Uncaught qpid error can break a consumer

Bug #1303890 reported by Russell Bryant
6
This bug affects 1 person
Affects Status Importance Assigned to Milestone
neutron
Fix Released
Low
Ihar Hrachyshka
Havana
Fix Released
Undecided
Unassigned
Icehouse
Fix Released
Low
Ihar Hrachyshka
oslo-incubator
Fix Released
Low
Russell Bryant
Havana
Fix Committed
Low
Russell Bryant
Icehouse
Fix Committed
Low
Russell Bryant
oslo.messaging
Fix Released
Medium
Russell Bryant

Bug Description

The following exception was originally observed against the old rpc code, but the same problem exists in oslo.messaging.

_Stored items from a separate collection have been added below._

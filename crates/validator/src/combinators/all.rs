//! ALL combinator - group arguments without changing what they report

use super::Arguments;
use crate::foundation::argument::argument_ext;
use crate::foundation::{Argument, ArgumentOptions, Error, Scope, ViolationList, execute_all};

/// Runs every argument and joins their violations.
///
/// Behaves like passing the arguments straight to the validator; handy for
/// moving a whole subtree under one path or behind one gate.
#[must_use = "arguments do nothing until passed to a validator"]
pub struct All<'a> {
    arguments: Arguments<'a>,
    options: ArgumentOptions,
}

pub fn all<'a>() -> All<'a> {
    All {
        arguments: Vec::new(),
        options: ArgumentOptions::default(),
    }
}

impl<'a> All<'a> {
    pub fn with(mut self, argument: impl Argument + 'a) -> Self {
        self.arguments.push(Box::new(argument));
        self
    }
}

impl Argument for All<'_> {
    fn execute(&self, scope: &Scope) -> Result<ViolationList, Error> {
        match self.options.scope(scope) {
            Some(scope) => execute_all(&self.arguments, &scope),
            None => Ok(ViolationList::new()),
        }
    }
}

argument_ext!(All<'a>);

#[cfg(test)]
mod tests {
    use super::*;
    use crate::arguments::{number, string};
    use crate::constraints::{is_not_blank, is_positive};
    use crate::foundation::ArgumentExt;
    use pretty_assertions::assert_eq;

    #[test]
    fn test_all_moves_subtree() {
        let list = all()
            .with(string("").with(is_not_blank()).at_property("street"))
            .with(number(0).with(is_positive()).at_property("number"))
            .at_property("address")
            .execute(&Scope::default())
            .unwrap();
        let paths: Vec<_> = list.iter().map(|v| v.path().to_string()).collect();
        assert_eq!(paths, ["address.street", "address.number"]);
    }
}
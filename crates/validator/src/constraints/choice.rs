//! Equality and choice constraints
//!
//! Work on comparable values of the constraint's own type `T`. String values
//! are also accepted and compared with the `Display` form of `T`, so
//! `is_one_of(["admin", "user"])` applies to `string(role)` directly.

use super::message::{code, template};
use crate::foundation::constraint::configurable;
use crate::foundation::{
    ComparableRef, Constraint, ConstraintOptions, Error, Scope, SetUpError, ValueKind,
};
use std::any::Any;
use std::fmt::{Debug, Display};

/// A comparable value of another type than the constraint's own.
fn type_mismatch(constraint: &dyn Constraint, scope: &Scope) -> Error {
    Error::inapplicable(constraint.name(), ValueKind::Comparable, scope)
}

// ============================================================================
// EQUAL TO
// ============================================================================

/// Compares a value with a fixed one of the same type.
#[derive(Debug, Clone)]
pub struct EqualTo<T> {
    compared: T,
    negate: bool,
    options: ConstraintOptions,
}

/// Requires the value to equal `compared`.
#[must_use]
pub fn is_equal_to<T>(compared: T) -> EqualTo<T> {
    EqualTo {
        compared,
        negate: false,
        options: ConstraintOptions::new(),
    }
}

/// Requires the value to differ from `compared`.
#[must_use]
pub fn is_not_equal_to<T>(compared: T) -> EqualTo<T> {
    EqualTo {
        compared,
        negate: true,
        options: ConstraintOptions::new(),
    }
}

impl<T> EqualTo<T>
where
    T: PartialEq + Display + Any + Send + Sync,
{
    fn check(&self, equal: bool, scope: &Scope) -> Result<(), Error> {
        if equal != self.negate {
            return Ok(());
        }
        let (code, template) = if self.negate {
            (code::IS_EQUAL, template::IS_EQUAL)
        } else {
            (code::NOT_EQUAL, template::NOT_EQUAL)
        };
        Err(scope
            .build_violation(code, self.options.message_or(template))
            .with_parameter("{{ comparedValue }}", self.compared.to_string())
            .create()
            .into())
    }
}

impl<T> Constraint for EqualTo<T>
where
    T: PartialEq + Display + Any + Send + Sync,
{
    fn name(&self) -> &'static str {
        if self.negate {
            "NotEqualToConstraint"
        } else {
            "EqualToConstraint"
        }
    }

    fn options(&self) -> &ConstraintOptions {
        &self.options
    }

    fn validate_string(&self, value: Option<&str>, scope: &Scope) -> Result<(), Error> {
        match value {
            None => Ok(()),
            Some(value) => self.check(self.compared.to_string() == value, scope),
        }
    }

    fn validate_comparable(
        &self,
        value: Option<ComparableRef<'_>>,
        scope: &Scope,
    ) -> Result<(), Error> {
        let Some(value) = value else {
            return Ok(());
        };
        let value = value
            .downcast::<T>()
            .ok_or_else(|| type_mismatch(self, scope))?;
        self.check(*value == self.compared, scope)
    }
}

// ============================================================================
// CHOICE
// ============================================================================

/// Requires the value to be one of a fixed set.
#[derive(Debug, Clone)]
pub struct Choice<T> {
    choices: Vec<T>,
    options: ConstraintOptions,
}

/// Requires the value to be one of `choices`.
///
/// An empty list of choices is a set-up error.
#[must_use]
pub fn is_one_of<T, I>(choices: I) -> Choice<T>
where
    I: IntoIterator<Item = T>,
{
    Choice {
        choices: choices.into_iter().collect(),
        options: ConstraintOptions::new(),
    }
}

impl<T> Choice<T>
where
    T: PartialEq + Display + Debug + Any + Send + Sync,
{
    fn check(&self, found: bool, scope: &Scope) -> Result<(), Error> {
        if found {
            return Ok(());
        }
        let choices = self
            .choices
            .iter()
            .map(|choice| format!("\"{choice}\""))
            .collect::<Vec<_>>()
            .join(", ");
        let message = self.options.message_or(template::NO_SUCH_CHOICE);
        Err(scope
            .build_violation(code::NO_SUCH_CHOICE, message)
            .with_parameter("{{ choices }}", choices)
            .create()
            .into())
    }
}

impl<T> Constraint for Choice<T>
where
    T: PartialEq + Display + Debug + Any + Send + Sync,
{
    fn name(&self) -> &'static str {
        "ChoiceConstraint"
    }

    fn options(&self) -> &ConstraintOptions {
        &self.options
    }

    fn set_up(&self) -> Result<(), SetUpError> {
        if self.choices.is_empty() {
            return Err(SetUpError::EmptyChoices);
        }
        Ok(())
    }

    fn validate_string(&self, value: Option<&str>, scope: &Scope) -> Result<(), Error> {
        match value {
            None | Some("") => Ok(()),
            Some(value) => self.check(
                self.choices.iter().any(|choice| choice.to_string() == value),
                scope,
            ),
        }
    }

    fn validate_comparable(
        &self,
        value: Option<ComparableRef<'_>>,
        scope: &Scope,
    ) -> Result<(), Error> {
        let Some(value) = value else {
            return Ok(());
        };
        let value = value
            .downcast::<T>()
            .ok_or_else(|| type_mismatch(self, scope))?;
        self.check(self.choices.contains(value), scope)
    }
}

configurable!(EqualTo<T>, Choice<T>);

#[cfg(test)]
mod tests {
    use super::*;
    use crate::foundation::{Value, check};

    #[derive(Debug, PartialEq, Eq)]
    enum Role {
        Admin,
        Guest,
    }

    impl Display for Role {
        fn fmt(&self, f: &mut std::fmt::Formatter<'_>) -> std::fmt::Result {
            f.write_str(match self {
                Role::Admin => "admin",
                Role::Guest => "guest",
            })
        }
    }

    fn check_str(constraint: &dyn Constraint, value: &str) -> Result<(), Error> {
        check(constraint, &Value::String(Some(value)), &Scope::default())
    }

    fn check_comparable<T>(constraint: &dyn Constraint, value: &T) -> Result<(), Error>
    where
        T: Any + Sync,
    {
        let value = Value::Comparable(Some(ComparableRef::new(value)));
        check(constraint, &value, &Scope::default())
    }

    #[test]
    fn test_one_of_strings() {
        let constraint = is_one_of(["admin", "user"]);
        assert!(check_str(&constraint, "user").is_ok());
        assert!(check_str(&constraint, "").is_ok());
        assert!(check_str(&constraint, "root").is_err());
    }

    #[test]
    fn test_one_of_comparable() {
        let constraint = is_one_of([Role::Admin]);
        assert!(check_comparable(&constraint, &Role::Admin).is_ok());
        let error = check_comparable(&constraint, &Role::Guest).unwrap_err();
        assert!(error.is_violation());
    }

    #[test]
    fn test_type_mismatch_is_inapplicable() {
        let error = check_comparable(&is_one_of([Role::Admin]), &5_i32).unwrap_err();
        let Error::InapplicableConstraint { kind, .. } = error else {
            panic!("expected an inapplicable constraint, got {error:?}");
        };
        assert_eq!(kind, ValueKind::Comparable);
    }

    #[test]
    fn test_empty_choices_fail_set_up() {
        let error = check_str(&is_one_of(Vec::<String>::new()), "x").unwrap_err();
        assert_eq!(
            error.to_string(),
            "failed to set up constraint \"ChoiceConstraint\": empty list of choices"
        );
    }

    #[test]
    fn test_equal_to() {
        let value = 42_u64;
        assert!(check_comparable(&is_equal_to(42_u64), &value).is_ok());
        assert!(check_comparable(&is_not_equal_to(42_u64), &value).is_err());

        let violations = check_str(&is_equal_to("draft"), "final")
            .unwrap_err()
            .into_violations()
            .unwrap();
        assert_eq!(
            violations.first().unwrap().message(),
            "This value should be equal to draft."
        );
    }
}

 Traceback (most recent call last):
   File "/usr/lib/python2.6/site-packages/nova/openstack/common/excutils.py", line 78, in inner_func
     return infunc(*args, **kwargs)
   File "/usr/lib/python2.6/site-packages/nova/openstack/common/rpc/impl_qpid.py", line 698, in _consumer_thread
     self.consume()
   File "/usr/lib/python2.6/site-packages/nova/openstack/common/rpc/impl_qpid.py", line 689, in consume
     it.next()
   File "/usr/lib/python2.6/site-packages/nova/openstack/common/rpc/impl_qpid.py", line 606, in iterconsume
     yield self.ensure(_error_callback, _consume)
   File "/usr/lib/python2.6/site-packages/nova/openstack/common/rpc/impl_qpid.py", line 540, in ensure
     return method(*args, **kwargs)
   File "/usr/lib/python2.6/site-packages/nova/openstack/common/rpc/impl_qpid.py", line 597, in _consume
     nxt_receiver = self.session.next_receiver(timeout=timeout)
   File "<string>", line 6, in next_receiver
   File "/usr/lib/python2.6/site-packages/qpid/messaging/endpoints.py", line 665, in next_receiver
     if self._ecwait(lambda: self.incoming, timeout):
   File "/usr/lib/python2.6/site-packages/qpid/messaging/endpoints.py", line 50, in _ecwait
     result = self._ewait(lambda: self.closed or predicate(), timeout)
   File "/usr/lib/python2.6/site-packages/qpid/messaging/endpoints.py", line 571, in _ewait
     result = self.connection._ewait(lambda: self.error or predicate(), timeout)
   File "/usr/lib/python2.6/site-packages/qpid/messaging/endpoints.py", line 214, in _ewait
     self.check_error()
   File "/usr/lib/python2.6/site-packages/qpid/messaging/endpoints.py", line 207, in check_error
     raise self.error
 InternalError: Traceback (most recent call last):
   File "/usr/lib/python2.6/site-packages/qpid/messaging/driver.py", line 667, in write
     self._op_dec.write(*self._seg_dec.read())
   File "/usr/lib/python2.6/site-packages/qpid/framing.py", line 269, in write
     if self.op.headers is None:
 AttributeError: 'NoneType' object has no attribute 'headers'

It's possible for something to put the qpid client into a bad state. In particular, I have observed a case that will cause session.next_receiver() to immediately raise an InternalError. This exception makes it all the way out. If the eventlet executor is used, the forever_retry_uncaught_exceptions() decorator will get hit. It will go back into this code and get the same error, stuck in an infinite loop of retrying.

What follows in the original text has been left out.